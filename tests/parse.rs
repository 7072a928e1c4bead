// End-to-end parsing through the public API

use std::io::{self, Cursor, Read};

use id3scan::{parse, parse_with, read_tag, synchsafe, Id3Error, ParseOptions, Utf16Policy};

/// Builds an ID3v2.4 block byte by byte
struct TagBuilder {
    flags: u8,
    body: Vec<u8>,
    size: Option<u32>,
}

impl TagBuilder {
    fn new() -> Self {
        TagBuilder {
            flags: 0,
            body: Vec::new(),
            size: None,
        }
    }

    fn flags(mut self, flags: u8) -> Self {
        self.flags = flags;
        self
    }

    fn declared_size(mut self, size: u32) -> Self {
        self.size = Some(size);
        self
    }

    fn frame(mut self, id: &[u8; 4], payload: &[u8]) -> Self {
        self.body.extend_from_slice(id);
        self.body.extend_from_slice(&encode_synchsafe(payload.len() as u32));
        self.body.extend_from_slice(&[0, 0]);
        self.body.extend_from_slice(payload);
        self
    }

    fn build(self) -> Vec<u8> {
        let size = self.size.unwrap_or(self.body.len() as u32);
        let mut bytes = b"ID3\x04\x00".to_vec();
        bytes.push(self.flags);
        bytes.extend_from_slice(&encode_synchsafe(size));
        bytes.extend_from_slice(&self.body);
        bytes
    }
}

fn encode_synchsafe(n: u32) -> [u8; 4] {
    [
        ((n >> 21) & 0x7F) as u8,
        ((n >> 14) & 0x7F) as u8,
        ((n >> 7) & 0x7F) as u8,
        (n & 0x7F) as u8,
    ]
}

#[test]
fn synchsafe_reference_values() {
    assert_eq!(synchsafe(&[0x00, 0x00, 0x00, 0x00]), 0);
    assert_eq!(synchsafe(&[0x00, 0x00, 0x02, 0x01]), 257);
    assert_eq!(synchsafe(&[0x7F, 0x7F, 0x7F, 0x7F]), (1 << 28) - 1);
    assert_eq!(synchsafe(&encode_synchsafe(1_000_000)), 1_000_000);
}

#[test]
fn empty_block_yields_empty_map() {
    let bytes = TagBuilder::new().build();
    let frames = parse(&mut Cursor::new(bytes)).unwrap();
    assert!(frames.is_empty());
}

#[test]
fn non_id3_input_is_rejected() {
    let mut reader = Cursor::new(b"RIFF\x00\x00\x00\x00WAVEfmt ".to_vec());
    assert!(matches!(parse(&mut reader), Err(Id3Error::MarkerNotFound)));

    let mut reader = Cursor::new(Vec::new());
    assert!(matches!(parse(&mut reader), Err(Id3Error::TruncatedHeader { got: 0 })));
}

#[test]
fn utf8_frame_is_trimmed() {
    let bytes = TagBuilder::new().frame(b"TIT2", b"\x03Hi\x00").build();
    let frames = parse(&mut Cursor::new(bytes)).unwrap();
    assert_eq!(frames.len(), 1);
    assert_eq!(frames["TIT2"], "Hi");
}

#[test]
fn latin1_frame_is_trimmed() {
    let bytes = TagBuilder::new().frame(b"TPE1", b"\x00A\x00").build();
    let frames = parse(&mut Cursor::new(bytes)).unwrap();
    assert_eq!(frames["TPE1"], "A");
}

#[test]
fn several_frames() {
    let bytes = TagBuilder::new()
        .frame(b"TIT2", b"\x03Song\x00")
        .frame(b"TPE1", b"\x00Band\x00")
        .frame(b"TALB", "\x03Caf\u{e9}\x00".as_bytes())
        .frame(b"PRIV", b"owner")
        .build();
    let frames = parse(&mut Cursor::new(bytes)).unwrap();
    assert_eq!(frames.len(), 4);
    assert_eq!(frames["TIT2"], "Song");
    assert_eq!(frames["TPE1"], "Band");
    assert_eq!(frames["TALB"], "Café");
    // Unknown indicator: the payload comes back untouched
    assert_eq!(frames["PRIV"], "owner");
}

#[test]
fn duplicate_ids_keep_last() {
    let bytes = TagBuilder::new()
        .frame(b"TIT2", b"\x03First\x00")
        .frame(b"TIT2", b"\x03Second\x00")
        .build();
    let frames = parse(&mut Cursor::new(bytes)).unwrap();
    assert_eq!(frames.len(), 1);
    assert_eq!(frames["TIT2"], "Second");
}

#[test]
fn footer_consumes_ten_bytes() {
    let mut bytes = TagBuilder::new()
        .flags(0x10)
        .frame(b"TIT2", b"\x03Hi\x00")
        .build();
    bytes.extend_from_slice(b"whatever!!");
    bytes.extend_from_slice(b"AUDIO");

    let mut reader = Cursor::new(bytes);
    let frames = parse(&mut reader).unwrap();
    assert_eq!(frames["TIT2"], "Hi");
    assert_eq!(reader.position(), 10 + 14 + 10);
}

#[test]
fn footer_short_is_error() {
    let mut bytes = TagBuilder::new()
        .flags(0x10)
        .frame(b"TIT2", b"\x03Hi\x00")
        .build();
    bytes.extend_from_slice(b"3DI");
    assert!(matches!(parse(&mut Cursor::new(bytes)), Err(Id3Error::TruncatedFooter)));
}

#[test]
fn oversized_payload_is_truncation() {
    let mut bytes = b"ID3\x04\x00\x00\x00\x00\x00\x20".to_vec();
    bytes.extend_from_slice(b"TIT2\x00\x00\x01\x00\x00\x00");
    bytes.extend_from_slice(b"\x03short\x00");

    let err = parse(&mut Cursor::new(bytes)).unwrap_err();
    assert!(err.is_truncation());
    assert!(matches!(err, Id3Error::TruncatedPayload { declared: 128, .. }));
}

#[test]
fn block_stops_at_declared_size() {
    // Only the first frame fits inside the declared size
    let bytes = TagBuilder::new()
        .frame(b"TIT2", b"\x03Hi\x00")
        .frame(b"TPE1", b"\x03Them\x00")
        .declared_size(14)
        .build();

    let mut reader = Cursor::new(bytes);
    let frames = parse(&mut reader).unwrap();
    assert_eq!(frames.len(), 1);
    assert!(!frames.contains_key("TPE1"));
    assert_eq!(reader.position(), 24);
}

#[test]
fn extended_header_is_skipped() {
    let mut body = vec![0, 0, 0, 10, 0x01, 0x02, 0x03, 0x04, 0x05, 0x06];
    let frame = TagBuilder::new().frame(b"TRCK", b"\x003/12\x00").build();
    body.extend_from_slice(&frame[10..]);

    let mut bytes = b"ID3\x04\x00\x40".to_vec();
    bytes.extend_from_slice(&encode_synchsafe(body.len() as u32));
    bytes.extend_from_slice(&body);

    let tag = read_tag(&mut Cursor::new(bytes), &ParseOptions::default()).unwrap();
    assert!(tag.header.has_extended_header());
    assert_eq!(tag.frames["TRCK"], "3/12");
}

#[test]
fn utf16_frames_follow_policy() {
    let bytes = TagBuilder::new()
        .frame(b"TIT2", &[0x01, 0xFE, 0xFF, 0x00, b'H', 0x00, b'i', 0x00, 0x00])
        .build();

    let frames = parse(&mut Cursor::new(bytes.clone())).unwrap();
    assert_eq!(frames["TIT2"], "Hi");

    let options = ParseOptions {
        utf16: Utf16Policy::Raw,
        ..ParseOptions::default()
    };
    let frames = parse_with(&mut Cursor::new(bytes), &options).unwrap();
    assert!(frames["TIT2"].starts_with('\u{1}'));
}

#[test]
fn failed_parse_returns_no_frames() {
    let mut bytes = TagBuilder::new()
        .frame(b"TIT2", b"\x03Hi\x00")
        .declared_size(30)
        .build();
    bytes.extend_from_slice(b"TPE");

    let result = parse(&mut Cursor::new(bytes));
    assert!(matches!(result, Err(Id3Error::TruncatedFrameHeader { got: 3 })));
}

#[test]
fn header_reports_version() {
    let bytes = b"ID3\x03\x00\x80\x00\x00\x00\x00".to_vec();
    let tag = read_tag(&mut Cursor::new(bytes), &ParseOptions::default()).unwrap();
    assert_eq!(tag.header.version_string(), "2.3.0");
    assert!(tag.header.is_unsynchronised());
    assert!(tag.frames.is_empty());
}

/// Serves `data` until `fail_at` bytes have been handed out, then errors
struct FailingReader {
    data: Cursor<Vec<u8>>,
    fail_at: u64,
}

impl Read for FailingReader {
    fn read(&mut self, buf: &mut [u8]) -> io::Result<usize> {
        let pos = self.data.position();
        if pos >= self.fail_at {
            return Err(io::Error::new(io::ErrorKind::Other, "disk read failed"));
        }
        let allowed = ((self.fail_at - pos) as usize).min(buf.len());
        self.data.read(&mut buf[..allowed])
    }
}

#[test]
fn io_failure_in_frame_region_is_stream_error() {
    let bytes = TagBuilder::new().frame(b"TIT2", b"\x03Hi\x00").build();
    let mut reader = FailingReader {
        data: Cursor::new(bytes),
        fail_at: 12,
    };

    match parse(&mut reader) {
        Err(Id3Error::Stream(e)) => {
            assert_eq!(e.kind(), io::ErrorKind::Other);
            assert_eq!(e.to_string(), "disk read failed");
        }
        other => panic!("unexpected result: {other:?}"),
    }
}

#[test]
fn io_failure_in_payload_is_stream_error() {
    let bytes = TagBuilder::new().frame(b"TIT2", b"\x03Hello\x00").build();
    let mut reader = FailingReader {
        data: Cursor::new(bytes),
        fail_at: 23,
    };

    let err = parse(&mut reader).unwrap_err();
    assert!(matches!(err, Id3Error::Stream(_)));
    assert!(!err.is_truncation());
}
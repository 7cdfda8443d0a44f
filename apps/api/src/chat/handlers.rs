//! Axum route handler for the chat relay.

use axum::{
    body::Body,
    extract::State,
    http::header,
    response::{IntoResponse, Response},
    Json,
};
use serde::Deserialize;

use crate::chat::categories::resolve_prompt;
use crate::errors::AppError;
use crate::models::message::ChatMessage;
use crate::state::AppState;

#[derive(Debug, Deserialize)]
pub struct ChatRequest {
    #[serde(default)]
    pub messages: Vec<ChatMessage>,
    #[serde(default)]
    pub category: Option<String>,
}

/// POST /api/v1/chat
///
/// Resolves the category's system prompt, opens a streaming completion
/// against the gateway, and pipes the upstream SSE bytes through unchanged.
/// The relay never buffers or reinterprets the stream; decoding happens on
/// the consuming side.
pub async fn handle_chat(
    State(state): State<AppState>,
    Json(request): Json<ChatRequest>,
) -> Result<Response, AppError> {
    let system = resolve_prompt(request.category.as_deref());

    let stream = state.llm.stream_chat(&system, &request.messages).await?;

    Ok((
        [(header::CONTENT_TYPE, "text/event-stream")],
        Body::from_stream(stream),
    )
        .into_response())
}

#[cfg(test)]
mod tests {
    use super::*;

    #[test]
    fn request_fields_are_optional() {
        let request: ChatRequest = serde_json::from_str("{}").unwrap();
        assert!(request.messages.is_empty());
        assert!(request.category.is_none());

        let request: ChatRequest = serde_json::from_str(
            r#"{"messages":[{"role":"user","content":"hi"}],"category":"startup"}"#,
        )
        .unwrap();
        assert_eq!(request.messages.len(), 1);
        assert_eq!(request.category.as_deref(), Some("startup"));
    }
}
use chrono::{DateTime, Utc};
use serde::{Deserialize, Serialize};
use uuid::Uuid;

use crate::models::message::ChatMessage;

/// A saved resume: the full interview transcript plus user-supplied metadata.
/// The ATS score is computed server-side when the resume is saved.
#[derive(Debug, Clone, Serialize, Deserialize)]
pub struct StoredResume {
    pub id: Uuid,
    pub title: String,
    #[serde(skip_serializing_if = "Option::is_none")]
    pub role: Option<String>,
    #[serde(skip_serializing_if = "Option::is_none")]
    pub company: Option<String>,
    pub created: DateTime<Utc>,
    pub status: String,
    pub messages: Vec<ChatMessage>,
    pub ats_score: u8,
}
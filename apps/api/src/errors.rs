use axum::{
    http::StatusCode,
    response::{IntoResponse, Response},
    Json,
};
use serde_json::json;
use thiserror::Error;

use crate::llm_client::LlmError;

/// Application-level error type.
/// Implements `IntoResponse` so Axum handlers can return `Result<T, AppError>`.
///
/// Every failure serializes as `{"error": "<message>"}`. Upstream gateway
/// detail is logged server-side and never echoed to the caller.
#[derive(Debug, Error)]
pub enum AppError {
    #[error("Not found: {0}")]
    NotFound(String),

    #[error("Validation error: {0}")]
    Validation(String),

    #[error("Rate limited by AI gateway")]
    RateLimited,

    #[error("AI gateway quota exhausted")]
    QuotaExhausted,

    #[error("Upstream error: {0}")]
    Upstream(String),

    #[error("Internal server error: {0}")]
    Internal(#[from] anyhow::Error),
}

impl From<LlmError> for AppError {
    fn from(err: LlmError) -> Self {
        match err {
            LlmError::RateLimited => AppError::RateLimited,
            LlmError::QuotaExhausted => AppError::QuotaExhausted,
            LlmError::Http(e) => AppError::Upstream(e.to_string()),
            LlmError::Api { status, message } => {
                AppError::Upstream(format!("gateway returned {status}: {message}"))
            }
        }
    }
}

impl IntoResponse for AppError {
    fn into_response(self) -> Response {
        let (status, message) = match &self {
            AppError::NotFound(msg) => (StatusCode::NOT_FOUND, msg.clone()),
            AppError::Validation(msg) => (StatusCode::BAD_REQUEST, msg.clone()),
            AppError::RateLimited => (
                StatusCode::TOO_MANY_REQUESTS,
                "Rate limits exceeded, please try again later.".to_string(),
            ),
            AppError::QuotaExhausted => (
                StatusCode::PAYMENT_REQUIRED,
                "Usage limit reached. Please add credits to continue.".to_string(),
            ),
            AppError::Upstream(detail) => {
                tracing::error!("AI gateway error: {detail}");
                (
                    StatusCode::INTERNAL_SERVER_ERROR,
                    "AI service temporarily unavailable".to_string(),
                )
            }
            AppError::Internal(e) => {
                tracing::error!("Internal error: {e:?}");
                (
                    StatusCode::INTERNAL_SERVER_ERROR,
                    "An internal server error occurred".to_string(),
                )
            }
        };

        let body = Json(json!({ "error": message }));

        (status, body).into_response()
    }
}
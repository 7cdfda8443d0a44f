//! Axum route handlers for saved resumes.

use axum::{
    extract::{Path, State},
    Json,
};
use chrono::Utc;
use serde::Deserialize;
use serde_json::{json, Value};
use uuid::Uuid;

use crate::errors::AppError;
use crate::models::message::ChatMessage;
use crate::models::resume::StoredResume;
use crate::resumes::ats::compute_ats_score;
use crate::state::AppState;

#[derive(Debug, Deserialize)]
pub struct CreateResumeRequest {
    pub title: String,
    #[serde(default)]
    pub role: Option<String>,
    #[serde(default)]
    pub company: Option<String>,
    #[serde(default)]
    pub status: Option<String>,
    #[serde(default)]
    pub messages: Vec<ChatMessage>,
}

/// GET /api/v1/users/:user_id/resumes
pub async fn handle_list_resumes(
    State(state): State<AppState>,
    Path(user_id): Path<String>,
) -> Result<Json<Vec<StoredResume>>, AppError> {
    let resumes = state.resumes.list(&user_id).await?;
    Ok(Json(resumes))
}

/// POST /api/v1/users/:user_id/resumes
///
/// Saves a finished (or in-progress) interview as a resume. The server
/// assigns the id and timestamp and computes the ATS score from the
/// transcript.
pub async fn handle_create_resume(
    State(state): State<AppState>,
    Path(user_id): Path<String>,
    Json(request): Json<CreateResumeRequest>,
) -> Result<Json<StoredResume>, AppError> {
    if request.title.trim().is_empty() {
        return Err(AppError::Validation("title cannot be empty".to_string()));
    }

    let resume = StoredResume {
        id: Uuid::new_v4(),
        title: request.title,
        role: request.role,
        company: request.company,
        created: Utc::now(),
        status: request.status.unwrap_or_else(|| "draft".to_string()),
        ats_score: compute_ats_score(&request.messages),
        messages: request.messages,
    };

    state.resumes.add(&user_id, resume.clone()).await?;

    Ok(Json(resume))
}

/// DELETE /api/v1/users/:user_id/resumes/:resume_id
pub async fn handle_delete_resume(
    State(state): State<AppState>,
    Path((user_id, resume_id)): Path<(String, Uuid)>,
) -> Result<Json<Value>, AppError> {
    let deleted = state.resumes.delete(&user_id, resume_id).await?;
    if !deleted {
        return Err(AppError::NotFound(format!(
            "Resume {resume_id} not found"
        )));
    }

    Ok(Json(json!({ "deleted": true })))
}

+---+

> **TASK**
Lines with "ErrorKind": return each one from the data above.

> **SOLUTION**
            return Err(io::Error::new(io::ErrorKind::Other, "disk read failed"));
            assert_eq!(e.kind(), io::ErrorKind::Other);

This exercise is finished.